Passwords are just one basic level of security, adding geographic location information, cryptographic keys, challenge/request, etc add to the onion skin layers of security.
But if someone is determined they will find a way to get in, and more often than not it would be too easy. Sony provoked (challenged) NK hackers with the subject matter of their up coming release of some kiddie game on PS4 (I hope I got that right) which is offensive to some in NK. So it could easily be viewed as Sony shot their own foot off.
When I was managing about 700 web sites I was surprised to learn just how low the reality of hacking is. Sure we had one or two sites compromised over the years but they were because of stupid things like using credentials like "admin"/"password" - and the site had been like that for years before it finally got hacked and the customer came crying to us.

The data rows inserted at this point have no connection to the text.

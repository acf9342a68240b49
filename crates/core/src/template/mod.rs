//! Zone file parsing into binding templates.
//!
//! A zone file holds one `Zone <name> [<alias>]` ... `ZoneEnd` block. Inside
//! it are `IncludedZones`, `SubZones` and `AssociatedZones` lists, binding
//! lines of the form `<widget>[+<modifier>...] <Action> [params...]` and
//! `...Property` continuation lines that attach to the binding above them.
//! Files whose body starts with `FXParams` use the column-aligned FX table
//! form instead.

use std::collections::BTreeMap;
use std::path::{Path, PathBuf};

use crate::lexer::{clean_line, expand_wildcard, tokenize};
use crate::modifiers::{ModifierManager, TOGGLE_OFFSET, TOUCH_OFFSET};
use crate::values::Rgba;
use crate::{Result, SurfaceError};

/// One binding line, before it is bound to concrete widgets.
#[derive(Debug, Clone, Default, PartialEq)]
pub struct ActionTemplate {
    pub widget: String,
    /// Segments of the specifier that could name the widget, in order.
    pub candidates: Vec<String>,
    pub modifier: u32,
    pub action: String,
    /// Tokens after the action name.
    pub params: Vec<String>,
    /// Parameter lists of the `...Property` lines that followed.
    pub properties: Vec<Vec<String>>,
    pub invert_feedback: bool,
    pub hold: bool,
    pub increase: bool,
    pub decrease: bool,
}

/// Decoded `<widget>[+<segment>...]` specifier.
#[derive(Debug, Clone, Default, PartialEq, Eq)]
pub struct WidgetSpec {
    pub widget: String,
    pub candidates: Vec<String>,
    pub modifier: u32,
    pub invert_feedback: bool,
    pub hold: bool,
    pub increase: bool,
    pub decrease: bool,
}

#[derive(Debug, Clone, Copy, PartialEq, Eq)]
enum Segment {
    Touch,
    Toggle,
    Modifier(u32),
    InvertFeedback,
    Hold,
    Increase,
    Decrease,
    Name,
}

fn classify(segment: &str, vocabulary: &ModifierManager) -> Segment {
    if segment.contains("Touch") {
        return Segment::Touch;
    }
    match segment {
        "Toggle" => Segment::Toggle,
        "InvertFB" => Segment::InvertFeedback,
        "Hold" => Segment::Hold,
        "Increase" => Segment::Increase,
        "Decrease" => Segment::Decrease,
        other => vocabulary
            .weight_of(other)
            .map_or(Segment::Name, Segment::Modifier),
    }
}

/// Splits on `+`. The widget is the last segment that is not a keyword (or
/// the last segment when all of them are); keywords contribute their modifier
/// weight or flag. Earlier non-keyword segments stay in `candidates` so the
/// builder can fall back to one of them when the surface has no widget by the
/// preferred name.
pub fn parse_widget_spec(spec: &str, vocabulary: &ModifierManager) -> WidgetSpec {
    let segments: Vec<&str> = spec.split('+').collect();
    let classes: Vec<Segment> = segments
        .iter()
        .map(|segment| classify(segment, vocabulary))
        .collect();

    let widget_index = classes
        .iter()
        .rposition(|class| *class == Segment::Name)
        .unwrap_or(segments.len() - 1);

    let candidates = segments
        .iter()
        .zip(&classes)
        .enumerate()
        .filter(|(index, (_, class))| *index == widget_index || **class == Segment::Name)
        .map(|(_, (segment, _))| segment.to_string())
        .collect();

    let mut decoded = WidgetSpec {
        widget: segments[widget_index].to_string(),
        candidates,
        ..WidgetSpec::default()
    };

    for (index, class) in classes.into_iter().enumerate() {
        if index == widget_index {
            continue;
        }
        match class {
            Segment::Touch => decoded.modifier += TOUCH_OFFSET,
            Segment::Toggle => decoded.modifier += TOGGLE_OFFSET,
            Segment::Modifier(weight) => decoded.modifier += weight,
            Segment::InvertFeedback => decoded.invert_feedback = true,
            Segment::Hold => decoded.hold = true,
            Segment::Increase => decoded.increase = true,
            Segment::Decrease => decoded.decrease = true,
            Segment::Name => {}
        }
    }

    decoded
}

/// Modifier code of a bare `Shift+Touch`-style specifier with no widget.
pub fn modifier_code(spec: &str, vocabulary: &ModifierManager) -> u32 {
    spec.split('+')
        .map(|segment| match classify(segment, vocabulary) {
            Segment::Touch => TOUCH_OFFSET,
            Segment::Toggle => TOGGLE_OFFSET,
            Segment::Modifier(weight) => weight,
            _ => 0,
        })
        .sum()
}

/// Templates grouped by widget name, then by modifier code.
pub type BindingTable = BTreeMap<String, BTreeMap<u32, Vec<ActionTemplate>>>;

#[derive(Debug, Clone, PartialEq)]
pub struct ZoneDefinition {
    pub name: String,
    pub alias: Option<String>,
    pub source: PathBuf,
    pub included: Vec<String>,
    pub sub_zones: Vec<String>,
    pub associated: Vec<String>,
    pub body: ZoneBody,
}

impl ZoneDefinition {
    pub fn display_name(&self) -> &str {
        self.alias.as_deref().unwrap_or(&self.name)
    }
}

#[derive(Debug, Clone, PartialEq)]
pub enum ZoneBody {
    Bindings(BindingTable),
    FxParams(FxParamTable),
}

/// Column-aligned FX parameter shorthand. Per-parameter overrides are keyed
/// by parameter number.
#[derive(Debug, Clone, Default, PartialEq)]
pub struct FxParamTable {
    pub rows: Vec<FxParamRow>,
    pub default_acceleration: Vec<f64>,
    pub acceleration: BTreeMap<i32, Vec<f64>>,
    pub ranges: BTreeMap<i32, (f64, f64)>,
    pub step_sizes: BTreeMap<i32, f64>,
    pub step_values: BTreeMap<i32, Vec<f64>>,
    pub tick_counts: BTreeMap<i32, Vec<u32>>,
    pub colors: BTreeMap<i32, Vec<Rgba>>,
    pub widget_modes: BTreeMap<i32, String>,
}

/// One `FXParams` line and the widget lines that follow it. Widget columns
/// hold raw names; a single `|` template is expanded against the row width.
#[derive(Debug, Clone, Default, PartialEq)]
pub struct FxParamRow {
    pub params: Vec<i32>,
    pub names: Vec<String>,
    pub value_widgets: Vec<String>,
    pub name_displays: Vec<String>,
    pub value_displays: Vec<String>,
    /// The single `FXWidgetModifiers` token, applied to every column.
    pub modifier: Option<String>,
}

/// Reads just the `Zone <name> [<alias>]` header from the first meaningful
/// line, as done when indexing a folder.
pub fn read_zone_header(text: &str) -> Option<(String, Option<String>)> {
    let line = text.lines().find_map(clean_line)?;
    let tokens = tokenize(line);
    if tokens.len() > 1 && tokens[0] == "Zone" {
        Some((tokens[1].clone(), tokens.get(2).cloned()))
    } else {
        None
    }
}

/// Expands a widget line to `count` names: already `count` wide, or one
/// `|` template repeated for channels `1..=count`.
pub fn expand_widget_line(tokens: &[String], count: usize) -> Option<Vec<String>> {
    if tokens.len() == count {
        return Some(tokens.to_vec());
    }
    if tokens.len() != 1 {
        return None;
    }
    Some(
        (1..=count)
            .map(|channel| expand_wildcard(&tokens[0], channel as u32))
            .collect(),
    )
}

/// Parses the first zone in `text`.
pub fn parse_zone_text(
    text: &str,
    source: &Path,
    vocabulary: &ModifierManager,
) -> Result<ZoneDefinition> {
    let lines: Vec<(usize, Vec<String>)> = text
        .lines()
        .enumerate()
        .filter_map(|(index, raw)| clean_line(raw).map(|line| (index + 1, tokenize(line))))
        .filter(|(_, tokens)| !tokens.is_empty())
        .collect();

    if lines.iter().any(|(_, tokens)| tokens[0] == "FXParams") {
        parse_fx_zone(&lines, source)
    } else {
        parse_binding_zone(&lines, source, vocabulary)
    }
}

#[derive(Debug, Clone, Copy, PartialEq, Eq)]
enum Section {
    Body,
    Included,
    SubZones,
    Associated,
}

fn parse_header(tokens: &[String], source: &Path, line: usize) -> Result<(String, Option<String>)> {
    match tokens.get(1) {
        Some(name) if !name.is_empty() => Ok((name.clone(), tokens.get(2).cloned())),
        _ => Err(SurfaceError::parse(source, line, "Zone needs a name")),
    }
}

fn parse_binding_zone(
    lines: &[(usize, Vec<String>)],
    source: &Path,
    vocabulary: &ModifierManager,
) -> Result<ZoneDefinition> {
    let mut header = None;
    let mut section = Section::Body;
    let mut included = Vec::new();
    let mut sub_zones = Vec::new();
    let mut associated = Vec::new();
    let mut bindings = BindingTable::new();
    let mut last_binding: Option<(String, u32)> = None;
    let mut last_line = 0;

    for (line, tokens) in lines {
        last_line = *line;
        let keyword = tokens[0].as_str();

        match keyword {
            "Zone" => {
                if header.is_some() {
                    return Err(SurfaceError::parse(source, *line, "nested Zone"));
                }
                header = Some(parse_header(tokens, source, *line)?);
            }
            "ZoneEnd" => {
                let Some((name, alias)) = header else {
                    return Err(SurfaceError::parse(source, *line, "ZoneEnd without Zone"));
                };
                return Ok(ZoneDefinition {
                    name,
                    alias,
                    source: source.to_path_buf(),
                    included,
                    sub_zones,
                    associated,
                    body: ZoneBody::Bindings(bindings),
                });
            }
            "IncludedZones" => section = Section::Included,
            "SubZones" => section = Section::SubZones,
            "AssociatedZones" => section = Section::Associated,
            "IncludedZonesEnd" | "SubZonesEnd" | "AssociatedZonesEnd" => section = Section::Body,
            _ if section == Section::Included => included.push(tokens[0].clone()),
            _ if section == Section::SubZones => sub_zones.push(tokens[0].clone()),
            _ if section == Section::Associated => associated.push(tokens[0].clone()),
            _ if tokens.len() < 2 => {
                tracing::warn!(path = %source.display(), line, token = keyword, "binding without an action");
            }
            _ if keyword.contains("Property") => {
                let attached = last_binding.as_ref().and_then(|(widget, modifier)| {
                    bindings
                        .get_mut(widget)
                        .and_then(|by_modifier| by_modifier.get_mut(modifier))
                        .and_then(|templates| templates.last_mut())
                });
                match attached {
                    Some(template) => template.properties.push(tokens[1..].to_vec()),
                    None => {
                        tracing::debug!(path = %source.display(), line, "property with no binding above it")
                    }
                }
            }
            _ => {
                let spec = parse_widget_spec(keyword, vocabulary);
                let template = ActionTemplate {
                    widget: spec.widget.clone(),
                    candidates: spec.candidates.clone(),
                    modifier: spec.modifier,
                    action: tokens[1].clone(),
                    params: tokens[2..].to_vec(),
                    properties: Vec::new(),
                    invert_feedback: spec.invert_feedback,
                    hold: spec.hold,
                    increase: spec.increase,
                    decrease: spec.decrease,
                };
                bindings
                    .entry(spec.widget.clone())
                    .or_default()
                    .entry(spec.modifier)
                    .or_default()
                    .push(template);
                last_binding = Some((spec.widget, spec.modifier));
            }
        }
    }

    Err(SurfaceError::parse(source, last_line, "missing ZoneEnd"))
}
//! Zones: named scopes of widget bindings and their activation cascade.
//!
//! Zones live in a [`ZoneArena`] and refer to each other by [`ZoneId`]. The
//! arena walks the tree for activation, dispatch and refresh; building zones
//! from definitions is the registry's job.

use std::collections::{BTreeMap, BTreeSet, HashSet};
use std::path::PathBuf;

use crate::context::{ActionContext, DispatchEnv, Gesture};
use crate::modifiers::{overlay_offsets, ModifierManager};
use crate::widget::{Surface, WidgetId};

/// Handle into a [`ZoneArena`].
#[derive(Debug, Clone, Copy, PartialEq, Eq, PartialOrd, Ord, Hash)]
pub struct ZoneId(pub(crate) usize);

impl ZoneId {
    pub fn index(self) -> usize {
        self.0
    }
}

/// How a zone finds the target its actions operate on.
#[derive(Debug, Clone, Copy, PartialEq, Eq, Hash)]
pub enum Navigator {
    /// 1-based surface channel after the channel offset.
    Track { channel: u32 },
    SelectedTrack,
    MasterTrack,
    FocusedFx,
}

/// Identity of a zone instance.
#[derive(Debug, Clone, PartialEq)]
pub struct ZoneScope {
    pub id: ZoneId,
    pub name: String,
    pub alias: Option<String>,
    pub source: PathBuf,
    pub navigator: Navigator,
    pub slot_index: usize,
}

impl ZoneScope {
    pub fn display_name(&self) -> &str {
        self.alias.as_deref().unwrap_or(&self.name)
    }
}

#[derive(Debug)]
pub struct Zone {
    pub scope: ZoneScope,
    /// Zone whose channel a sub-zone is scoped to.
    pub enclosing: Option<ZoneId>,
    active: bool,
    widgets: BTreeSet<WidgetId>,
    bindings: BTreeMap<WidgetId, BTreeMap<u32, Vec<ActionContext>>>,
    current_modifiers: BTreeMap<WidgetId, u32>,
    pub included: Vec<ZoneId>,
    pub associated: BTreeMap<String, Vec<ZoneId>>,
    pub sub_zones: BTreeMap<String, Vec<ZoneId>>,
}

impl Zone {
    pub fn new(scope: ZoneScope, enclosing: Option<ZoneId>) -> Self {
        Self {
            scope,
            enclosing,
            active: false,
            widgets: BTreeSet::new(),
            bindings: BTreeMap::new(),
            current_modifiers: BTreeMap::new(),
            included: Vec::new(),
            associated: BTreeMap::new(),
            sub_zones: BTreeMap::new(),
        }
    }

    pub fn id(&self) -> ZoneId {
        self.scope.id
    }

    pub fn name(&self) -> &str {
        &self.scope.name
    }

    pub fn is_active(&self) -> bool {
        self.active
    }

    pub fn widgets(&self) -> impl Iterator<Item = WidgetId> + '_ {
        self.widgets.iter().copied()
    }

    pub fn owns(&self, widget: WidgetId) -> bool {
        self.widgets.contains(&widget)
    }

    pub fn add_widget(&mut self, widget: WidgetId) {
        self.widgets.insert(widget);
    }

    /// Appends a context under `(widget, modifier)`; the zone owns it from here.
    pub fn add_context(&mut self, widget: WidgetId, modifier: u32, context: ActionContext) {
        self.widgets.insert(widget);
        self.bindings
            .entry(widget)
            .or_default()
            .entry(modifier)
            .or_default()
            .push(context);
    }

    pub fn binding_count(&self) -> usize {
        self.bindings
            .values()
            .flat_map(BTreeMap::values)
            .map(Vec::len)
            .sum()
    }

    /// Every context bound to `widget`, across modifiers.
    pub fn contexts_of(&self, widget: WidgetId) -> impl Iterator<Item = &ActionContext> + '_ {
        self.bindings
            .get(&widget)
            .into_iter()
            .flat_map(BTreeMap::values)
            .flatten()
    }

    /// Highest channel among the zone's widgets.
    pub fn channel_number(&self, surface: &Surface) -> u32 {
        self.widgets
            .iter()
            .map(|&widget| surface.channel_of(widget))
            .max()
            .unwrap_or(0)
    }

    pub fn current_modifier(&self, widget: WidgetId) -> Option<u32> {
        self.current_modifiers.get(&widget).copied()
    }

    /// Picks the first reachable combination the widget has a binding for.
    pub fn update_current_modifier(&mut self, widget: WidgetId, combinations: &[u32]) {
        let Some(table) = self.bindings.get(&widget) else {
            return;
        };
        if let Some(&code) = combinations.iter().find(|code| table.contains_key(code)) {
            self.current_modifiers.insert(widget, code);
        }
    }

    pub fn update_current_modifiers(&mut self, combinations: &[u32]) {
        let widgets: Vec<WidgetId> = self.widgets.iter().copied().collect();
        for widget in widgets {
            self.update_current_modifier(widget, combinations);
        }
    }

    fn selected_key(&self, widget: WidgetId, surface: &Surface) -> Option<u32> {
        let modifier = self.current_modifiers.get(&widget)?;
        let table = self.bindings.get(&widget)?;
        let channel = surface.channel_of(widget);
        overlay_offsets(
            surface.is_channel_touched(channel),
            surface.is_channel_toggled(channel),
        )
        .map(|offset| modifier + offset)
        .find(|key| table.contains_key(key))
    }

    /// Contexts live for `widget` right now. Empty when nothing is selected.
    pub fn action_contexts(&self, widget: WidgetId, surface: &Surface) -> &[ActionContext] {
        self.selected_key(widget, surface)
            .and_then(|key| self.bindings.get(&widget)?.get(&key))
            .map(Vec::as_slice)
            .unwrap_or_default()
    }

    fn action_contexts_mut(
        &mut self,
        widget: WidgetId,
        combinations: &[u32],
        surface: &Surface,
    ) -> (&ZoneScope, &mut [ActionContext]) {
        if !self.current_modifiers.contains_key(&widget) {
            self.update_current_modifier(widget, combinations);
        }
        let key = self.selected_key(widget, surface);
        let contexts = key
            .and_then(|key| self.bindings.get_mut(&widget)?.get_mut(&key))
            .map(Vec::as_mut_slice)
            .unwrap_or_default();
        (&self.scope, contexts)
    }

    fn run(&mut self, widget: WidgetId, gesture: Gesture, env: &mut DispatchEnv<'_>) {
        let (scope, contexts) =
            self.action_contexts_mut(widget, env.modifiers.combinations(), env.surface);
        for context in contexts {
            context.handle(gesture, scope, env);
        }
    }

    fn fire_hardwired(&mut self, name: &str, env: &mut DispatchEnv<'_>) {
        if let Some(widget) = env.surface.widget_by_name(name) {
            if self.owns(widget) {
                self.run(widget, Gesture::Press(1.0), env);
            }
        }
    }

    fn request_update_widget(&mut self, widget: WidgetId, env: &mut DispatchEnv<'_>) {
        let (scope, contexts) =
            self.action_contexts_mut(widget, env.modifiers.combinations(), env.surface);
        for context in contexts.iter_mut() {
            context.run_deferred(scope, env);
        }
        if let Some(first) = contexts.first_mut() {
            first.request_update(scope, env);
        }
    }

    fn overlays(&self) -> Vec<ZoneId> {
        self.sub_zones
            .values()
            .chain(self.associated.values())
            .flatten()
            .copied()
            .collect()
    }

    fn children(&self) -> Vec<ZoneId> {
        self.included
            .iter()
            .chain(self.associated.values().flatten())
            .chain(self.sub_zones.values().flatten())
            .copied()
            .collect()
    }
}

/// Owner of every zone instance of one surface.
#[derive(Debug, Default)]
pub struct ZoneArena {
    slots: Vec<Option<Zone>>,
    free: Vec<usize>,
}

I also remember one of our competitors getting hacked, the hole had been there for years before it finally got exploited. It wasn't the hack that put that company out of business it was their loss of reputation. Good riddance for being so stupid.
The Sony hack on the other hand was sophisticated and not by "drive-by" opportunists.
I recall a long time ago in guvmint there was a project worker who used to loan out his secretary whenever some executive's secretary called in sick. He instructed his secretary to data mine the computer she was working on. So much for having the best security technology available.